##### Data for the task #####

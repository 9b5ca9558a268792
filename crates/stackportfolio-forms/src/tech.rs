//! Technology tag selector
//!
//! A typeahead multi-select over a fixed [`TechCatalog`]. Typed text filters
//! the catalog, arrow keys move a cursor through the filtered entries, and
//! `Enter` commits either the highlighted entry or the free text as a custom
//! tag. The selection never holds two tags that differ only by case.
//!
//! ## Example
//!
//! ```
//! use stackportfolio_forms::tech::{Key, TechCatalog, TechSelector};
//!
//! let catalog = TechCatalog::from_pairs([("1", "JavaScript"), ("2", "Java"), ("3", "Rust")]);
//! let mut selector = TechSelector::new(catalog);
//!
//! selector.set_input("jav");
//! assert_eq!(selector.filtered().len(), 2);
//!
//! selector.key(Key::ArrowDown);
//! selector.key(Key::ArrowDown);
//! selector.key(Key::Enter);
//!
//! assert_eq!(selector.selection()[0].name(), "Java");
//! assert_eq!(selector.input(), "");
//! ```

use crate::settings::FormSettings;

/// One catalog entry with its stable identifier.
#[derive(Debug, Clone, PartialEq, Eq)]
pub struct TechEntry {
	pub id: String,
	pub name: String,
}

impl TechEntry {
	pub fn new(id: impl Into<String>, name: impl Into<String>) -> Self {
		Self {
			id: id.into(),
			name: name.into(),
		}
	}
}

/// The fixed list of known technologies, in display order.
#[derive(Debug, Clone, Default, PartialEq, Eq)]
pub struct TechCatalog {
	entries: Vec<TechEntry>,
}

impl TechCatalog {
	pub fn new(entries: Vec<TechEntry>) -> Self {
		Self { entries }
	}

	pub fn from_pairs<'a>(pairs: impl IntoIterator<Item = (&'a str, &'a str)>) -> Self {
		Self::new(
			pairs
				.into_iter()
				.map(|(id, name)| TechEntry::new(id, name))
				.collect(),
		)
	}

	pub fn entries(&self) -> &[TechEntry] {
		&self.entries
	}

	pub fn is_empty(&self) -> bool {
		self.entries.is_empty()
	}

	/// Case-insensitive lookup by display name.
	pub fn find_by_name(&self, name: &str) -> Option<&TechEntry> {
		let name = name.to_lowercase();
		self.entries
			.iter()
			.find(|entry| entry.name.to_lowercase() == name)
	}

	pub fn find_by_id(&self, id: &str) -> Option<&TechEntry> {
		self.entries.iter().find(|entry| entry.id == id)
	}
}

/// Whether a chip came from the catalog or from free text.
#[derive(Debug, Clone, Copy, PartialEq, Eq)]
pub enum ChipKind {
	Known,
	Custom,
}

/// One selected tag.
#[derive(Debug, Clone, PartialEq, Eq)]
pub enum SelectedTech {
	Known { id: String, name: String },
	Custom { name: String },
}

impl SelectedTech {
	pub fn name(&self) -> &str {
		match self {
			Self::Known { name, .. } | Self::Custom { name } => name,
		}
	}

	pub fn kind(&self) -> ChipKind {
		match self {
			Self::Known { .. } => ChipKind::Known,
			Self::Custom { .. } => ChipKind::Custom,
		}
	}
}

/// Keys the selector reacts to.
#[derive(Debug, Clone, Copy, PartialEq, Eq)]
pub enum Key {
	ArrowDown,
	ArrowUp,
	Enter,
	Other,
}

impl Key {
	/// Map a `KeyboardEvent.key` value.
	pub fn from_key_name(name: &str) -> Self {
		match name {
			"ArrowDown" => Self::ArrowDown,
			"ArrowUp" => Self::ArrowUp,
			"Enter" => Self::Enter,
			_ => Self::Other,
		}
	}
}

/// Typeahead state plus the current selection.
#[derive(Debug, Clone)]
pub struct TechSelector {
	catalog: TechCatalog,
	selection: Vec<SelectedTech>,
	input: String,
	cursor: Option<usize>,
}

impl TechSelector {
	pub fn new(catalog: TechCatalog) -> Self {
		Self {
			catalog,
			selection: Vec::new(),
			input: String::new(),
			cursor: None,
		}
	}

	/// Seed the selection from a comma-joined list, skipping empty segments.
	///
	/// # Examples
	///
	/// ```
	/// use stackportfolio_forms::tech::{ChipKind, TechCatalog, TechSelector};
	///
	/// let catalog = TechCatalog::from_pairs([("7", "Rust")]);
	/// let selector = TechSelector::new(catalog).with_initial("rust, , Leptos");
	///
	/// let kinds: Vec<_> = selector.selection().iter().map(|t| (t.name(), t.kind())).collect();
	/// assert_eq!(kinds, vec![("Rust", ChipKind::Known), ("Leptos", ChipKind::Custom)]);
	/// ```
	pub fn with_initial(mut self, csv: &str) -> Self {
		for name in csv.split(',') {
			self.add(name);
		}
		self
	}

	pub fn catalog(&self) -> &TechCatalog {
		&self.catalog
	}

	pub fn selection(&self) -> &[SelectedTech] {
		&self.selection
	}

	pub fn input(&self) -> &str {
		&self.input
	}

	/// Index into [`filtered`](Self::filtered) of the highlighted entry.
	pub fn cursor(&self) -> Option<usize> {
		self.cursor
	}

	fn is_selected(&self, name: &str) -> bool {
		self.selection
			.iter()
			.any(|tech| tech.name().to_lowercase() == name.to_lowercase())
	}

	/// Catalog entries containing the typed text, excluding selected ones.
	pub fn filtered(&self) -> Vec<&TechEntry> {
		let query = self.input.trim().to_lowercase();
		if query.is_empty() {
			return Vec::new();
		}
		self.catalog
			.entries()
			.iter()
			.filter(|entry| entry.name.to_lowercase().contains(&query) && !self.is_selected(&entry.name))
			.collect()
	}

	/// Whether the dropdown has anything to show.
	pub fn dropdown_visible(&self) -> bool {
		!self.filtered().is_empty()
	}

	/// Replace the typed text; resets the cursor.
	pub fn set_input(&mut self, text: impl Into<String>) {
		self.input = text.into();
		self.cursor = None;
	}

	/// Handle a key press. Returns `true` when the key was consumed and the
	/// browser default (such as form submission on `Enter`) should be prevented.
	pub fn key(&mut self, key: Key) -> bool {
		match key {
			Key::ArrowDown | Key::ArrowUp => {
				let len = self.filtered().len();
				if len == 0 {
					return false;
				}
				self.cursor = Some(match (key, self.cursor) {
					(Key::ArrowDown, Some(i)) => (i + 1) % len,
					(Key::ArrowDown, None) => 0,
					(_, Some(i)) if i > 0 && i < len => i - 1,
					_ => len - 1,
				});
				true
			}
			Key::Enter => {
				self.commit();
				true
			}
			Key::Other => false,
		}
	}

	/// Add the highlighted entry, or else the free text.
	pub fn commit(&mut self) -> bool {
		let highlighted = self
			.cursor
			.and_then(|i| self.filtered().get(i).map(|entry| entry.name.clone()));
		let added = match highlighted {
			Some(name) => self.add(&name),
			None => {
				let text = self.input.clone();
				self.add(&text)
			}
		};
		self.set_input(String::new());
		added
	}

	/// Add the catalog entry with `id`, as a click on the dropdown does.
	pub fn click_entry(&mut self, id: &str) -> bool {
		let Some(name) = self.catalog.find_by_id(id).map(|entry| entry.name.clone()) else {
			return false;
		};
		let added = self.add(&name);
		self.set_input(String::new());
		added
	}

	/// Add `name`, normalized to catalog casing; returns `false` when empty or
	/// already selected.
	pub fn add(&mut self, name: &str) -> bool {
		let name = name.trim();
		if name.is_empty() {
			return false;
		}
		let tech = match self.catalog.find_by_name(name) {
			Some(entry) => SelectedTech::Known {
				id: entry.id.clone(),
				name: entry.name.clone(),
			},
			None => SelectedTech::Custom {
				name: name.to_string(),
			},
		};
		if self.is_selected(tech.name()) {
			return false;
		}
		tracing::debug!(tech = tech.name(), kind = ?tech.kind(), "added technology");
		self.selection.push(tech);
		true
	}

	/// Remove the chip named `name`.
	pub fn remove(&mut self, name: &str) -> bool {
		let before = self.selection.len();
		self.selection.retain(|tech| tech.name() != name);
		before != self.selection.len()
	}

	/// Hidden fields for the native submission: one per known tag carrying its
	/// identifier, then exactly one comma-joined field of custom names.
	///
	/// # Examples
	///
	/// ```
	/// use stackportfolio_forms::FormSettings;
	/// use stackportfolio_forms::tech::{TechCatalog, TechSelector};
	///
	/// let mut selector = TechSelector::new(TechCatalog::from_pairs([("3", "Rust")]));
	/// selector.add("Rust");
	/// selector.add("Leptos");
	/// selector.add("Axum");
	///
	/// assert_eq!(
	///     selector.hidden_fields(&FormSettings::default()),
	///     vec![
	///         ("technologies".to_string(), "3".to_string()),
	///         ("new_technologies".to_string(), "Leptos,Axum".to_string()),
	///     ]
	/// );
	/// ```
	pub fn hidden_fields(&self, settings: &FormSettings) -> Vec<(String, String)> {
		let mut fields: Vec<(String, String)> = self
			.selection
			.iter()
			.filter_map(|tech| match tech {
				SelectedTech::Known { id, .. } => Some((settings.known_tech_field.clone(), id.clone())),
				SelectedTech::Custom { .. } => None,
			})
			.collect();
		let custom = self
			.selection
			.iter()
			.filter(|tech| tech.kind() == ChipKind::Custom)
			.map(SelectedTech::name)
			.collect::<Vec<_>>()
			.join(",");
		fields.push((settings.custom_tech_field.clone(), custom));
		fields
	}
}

#####

Please go through the material and return each line where the word "collect" appears.

* Answer section
				.collect(),
	/// let kinds: Vec<_> = selector.selection().iter().map(|t| (t.name(), t.kind())).collect();
			.collect()
			.collect();
			.collect::<Vec<_>>()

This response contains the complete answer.